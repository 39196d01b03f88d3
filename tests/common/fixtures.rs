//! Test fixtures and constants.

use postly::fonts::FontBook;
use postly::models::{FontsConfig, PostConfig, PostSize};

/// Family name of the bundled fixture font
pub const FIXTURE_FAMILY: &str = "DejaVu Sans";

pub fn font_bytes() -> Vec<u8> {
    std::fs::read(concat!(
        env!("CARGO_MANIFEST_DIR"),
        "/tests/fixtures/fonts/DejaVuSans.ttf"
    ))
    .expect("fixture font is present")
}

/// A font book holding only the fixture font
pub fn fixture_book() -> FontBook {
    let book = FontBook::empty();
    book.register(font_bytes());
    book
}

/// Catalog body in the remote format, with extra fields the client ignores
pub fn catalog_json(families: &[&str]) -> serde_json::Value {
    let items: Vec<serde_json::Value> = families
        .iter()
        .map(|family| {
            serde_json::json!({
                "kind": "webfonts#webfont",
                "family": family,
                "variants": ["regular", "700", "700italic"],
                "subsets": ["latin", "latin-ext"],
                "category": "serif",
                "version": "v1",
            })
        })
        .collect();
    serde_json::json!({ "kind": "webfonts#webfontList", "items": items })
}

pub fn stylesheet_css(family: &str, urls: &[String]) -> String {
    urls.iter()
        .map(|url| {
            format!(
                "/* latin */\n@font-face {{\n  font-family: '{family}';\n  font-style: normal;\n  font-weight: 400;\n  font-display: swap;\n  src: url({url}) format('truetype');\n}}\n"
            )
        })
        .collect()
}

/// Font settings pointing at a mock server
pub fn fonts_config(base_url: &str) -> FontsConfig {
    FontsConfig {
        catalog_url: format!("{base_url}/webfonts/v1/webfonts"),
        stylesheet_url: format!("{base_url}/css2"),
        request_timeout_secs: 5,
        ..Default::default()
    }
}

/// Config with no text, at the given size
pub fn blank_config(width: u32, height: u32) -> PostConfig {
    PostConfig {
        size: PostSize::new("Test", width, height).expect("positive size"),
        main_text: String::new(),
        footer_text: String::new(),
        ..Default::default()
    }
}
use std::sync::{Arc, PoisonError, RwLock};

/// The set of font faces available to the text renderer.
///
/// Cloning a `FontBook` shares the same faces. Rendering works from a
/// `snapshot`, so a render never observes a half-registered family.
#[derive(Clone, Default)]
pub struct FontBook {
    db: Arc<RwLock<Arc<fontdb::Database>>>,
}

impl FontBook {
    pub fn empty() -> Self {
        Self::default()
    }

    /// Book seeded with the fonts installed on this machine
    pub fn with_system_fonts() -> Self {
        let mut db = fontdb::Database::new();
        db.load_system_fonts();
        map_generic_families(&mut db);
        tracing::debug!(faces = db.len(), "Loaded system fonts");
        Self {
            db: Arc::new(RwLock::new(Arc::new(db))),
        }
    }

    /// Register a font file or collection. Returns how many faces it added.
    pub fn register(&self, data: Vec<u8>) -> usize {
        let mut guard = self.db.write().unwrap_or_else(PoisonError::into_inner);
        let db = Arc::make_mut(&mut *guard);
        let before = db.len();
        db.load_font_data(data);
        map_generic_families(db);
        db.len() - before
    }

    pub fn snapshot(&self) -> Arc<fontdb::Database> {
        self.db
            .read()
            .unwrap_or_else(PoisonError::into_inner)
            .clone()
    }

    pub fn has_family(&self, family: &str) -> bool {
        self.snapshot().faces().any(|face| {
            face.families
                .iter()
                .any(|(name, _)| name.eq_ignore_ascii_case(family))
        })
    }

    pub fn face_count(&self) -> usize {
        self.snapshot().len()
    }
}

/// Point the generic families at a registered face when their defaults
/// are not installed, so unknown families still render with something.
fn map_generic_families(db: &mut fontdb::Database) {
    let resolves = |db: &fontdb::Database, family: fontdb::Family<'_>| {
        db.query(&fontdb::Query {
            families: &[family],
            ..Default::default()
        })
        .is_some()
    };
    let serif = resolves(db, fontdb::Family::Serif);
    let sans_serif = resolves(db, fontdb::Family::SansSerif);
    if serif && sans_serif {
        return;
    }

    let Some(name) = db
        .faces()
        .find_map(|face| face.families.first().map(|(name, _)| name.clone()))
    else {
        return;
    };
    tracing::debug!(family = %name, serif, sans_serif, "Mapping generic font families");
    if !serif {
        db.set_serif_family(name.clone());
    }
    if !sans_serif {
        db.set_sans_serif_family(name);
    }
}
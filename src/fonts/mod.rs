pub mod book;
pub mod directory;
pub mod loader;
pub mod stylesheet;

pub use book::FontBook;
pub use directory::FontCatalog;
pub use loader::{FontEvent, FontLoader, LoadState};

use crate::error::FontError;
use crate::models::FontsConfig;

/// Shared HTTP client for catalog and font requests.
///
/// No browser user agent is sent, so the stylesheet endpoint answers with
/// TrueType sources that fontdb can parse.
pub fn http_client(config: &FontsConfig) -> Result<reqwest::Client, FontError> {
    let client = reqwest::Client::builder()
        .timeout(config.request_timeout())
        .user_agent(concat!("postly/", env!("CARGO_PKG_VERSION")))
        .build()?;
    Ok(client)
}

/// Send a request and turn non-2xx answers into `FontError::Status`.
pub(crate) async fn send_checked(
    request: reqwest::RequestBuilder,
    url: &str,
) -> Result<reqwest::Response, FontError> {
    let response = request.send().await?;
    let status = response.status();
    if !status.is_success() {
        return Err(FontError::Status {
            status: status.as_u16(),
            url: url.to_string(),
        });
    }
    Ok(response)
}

..............................

| Work instructions |
Reproduce every record above exactly as it appears.

| The answer |
repository 39196d01b03f88d3
filename tests/common/fixtures.rs
//! Test fixtures and constants.

use postly::fonts::FontBook;
use postly::models::{FontsConfig, PostConfig, PostSize};

/// Family name of the bundled fixture font
pub const FIXTURE_FAMILY: &str = "DejaVu Sans";

pub fn font_bytes() -> Vec<u8> {
    std::fs::read(concat!(
        env!("CARGO_MANIFEST_DIR"),
        "/tests/fixtures/fonts/DejaVuSans.ttf"
    ))
    .expect("fixture font is present")
}

/// A font book holding only the fixture font
pub fn fixture_book() -> FontBook {
    let book = FontBook::empty();
    book.register(font_bytes());
    book
}

/// Catalog body in the remote format, with extra fields the client ignores
pub fn catalog_json(families: &[&str]) -> serde_json::Value {
    let items: Vec<serde_json::Value> = families
        .iter()
        .map(|family| {
            serde_json::json!({
                "kind": "webfonts#webfont",
                "family": family,
                "variants": ["regular", "700", "700italic"],
                "subsets": ["latin", "latin-ext"],
                "category": "serif",
                "version": "v1",
            })
        })
        .collect();
    serde_json::json!({ "kind": "webfonts#webfontList", "items": items })
}

pub fn stylesheet_css(family: &str, urls: &[String]) -> String {
    urls.iter()
        .map(|url| {
            format!(
                "/* latin */\n@font-face {{\n  font-family: '{family}';\n  font-style: normal;\n  font-weight: 400;\n  font-display: swap;\n  src: url({url}) format('truetype');\n}}\n"
            )
        })
        .collect()
}

/// Font settings pointing at a mock server
pub fn fonts_config(base_url: &str) -> FontsConfig {
    FontsConfig {
        catalog_url: format!("{base_url}/webfonts/v1/webfonts"),
        stylesheet_url: format!("{base_url}/css2"),
        request_timeout_secs: 5,
        ..Default::default()
    }
}

/// Config with no text, at the given size
pub fn blank_config(width: u32, height: u32) -> PostConfig {
    PostConfig {
        size: PostSize::new("Test", width, height).expect("positive size"),
        main_text: String::new(),
        footer_text: String::new(),
        ..Default::default()
    }
}
use std::sync::{Arc, PoisonError, RwLock};

/// The set of font faces available to the text renderer.
///
/// Cloning a `FontBook` shares the same faces. Rendering works from a
/// `snapshot`, so a render never observes a half-registered family.
#[derive(Clone, Default)]
pub struct FontBook {
    db: Arc<RwLock<Arc<fontdb::Database>>>,
}

impl FontBook {
    pub fn empty() -> Self {
        Self::default()
    }

    /// Book seeded with the fonts installed on this machine
    pub fn with_system_fonts() -> Self {
        let mut db = fontdb::Database::new();
        db.load_system_fonts();
        map_generic_families(&mut db);
        tracing::debug!(faces = db.len(), "Loaded system fonts");
        Self {
            db: Arc::new(RwLock::new(Arc::new(db))),
        }
    }

    /// Register a font file or collection. Returns how many faces it added.
    pub fn register(&self, data: Vec<u8>) -> usize {
        let mut guard = self.db.write().unwrap_or_else(PoisonError::into_inner);
        let db = Arc::make_mut(&mut *guard);
        let before = db.len();
        db.load_font_data(data);
        map_generic_families(db);
        db.len() - before
    }

    pub fn snapshot(&self) -> Arc<fontdb::Database> {
        self.db
            .read()
            .unwrap_or_else(PoisonError::into_inner)
            .clone()
    }

    pub fn has_family(&self, family: &str) -> bool {
        self.snapshot().faces().any(|face| {
            face.families
                .iter()
                .any(|(name, _)| name.eq_ignore_ascii_case(family))
        })
    }

    pub fn face_count(&self) -> usize {
        self.snapshot().len()
    }
}

/// Point the generic families at a registered face when their defaults
/// are not installed, so unknown families still render with something.
fn map_generic_families(db: &mut fontdb::Database) {
    let resolves = |db: &fontdb::Database, family: fontdb::Family<'_>| {
        db.query(&fontdb::Query {
            families: &[family],
            ..Default::default()
        })
        .is_some()
    };
    let serif = resolves(db, fontdb::Family::Serif);
    let sans_serif = resolves(db, fontdb::Family::SansSerif);
    if serif && sans_serif {
        return;
    }

    let Some(name) = db
        .faces()
        .find_map(|face| face.families.first().map(|(name, _)| name.clone()))
    else {
        return;
    };
    tracing::debug!(family = %name, serif, sans_serif, "Mapping generic font families");
    if !serif {
        db.set_serif_family(name.clone());
    }
    if !sans_serif {
        db.set_sans_serif_family(name);
    }
}
filename src/fonts/mod.rs
pub mod book;
pub mod directory;
pub mod loader;
pub mod stylesheet;

pub use book::FontBook;
pub use directory::FontCatalog;
pub use loader::{FontEvent, FontLoader, LoadState};

use crate::error::FontError;
use crate::models::FontsConfig;

/// Shared HTTP client for catalog and font requests.
///
/// No browser user agent is sent, so the stylesheet endpoint answers with
/// TrueType sources that fontdb can parse.
pub fn http_client(config: &FontsConfig) -> Result<reqwest::Client, FontError> {
    let client = reqwest::Client::builder()
        .timeout(config.request_timeout())
        .user_agent(concat!("postly/", env!("CARGO_PKG_VERSION")))
        .build()?;
    Ok(client)
}

/// Send a request and turn non-2xx answers into `FontError::Status`.
pub(crate) async fn send_checked(
    request: reqwest::RequestBuilder,
    url: &str,
) -> Result<reqwest::Response, FontError> {
    let response = request.send().await?;
    let status = response.status();
    if !status.is_success() {
        return Err(FontError::Status {
            status: status.as_u16(),
            url: url.to_string(),
        });
    }
    Ok(response)
}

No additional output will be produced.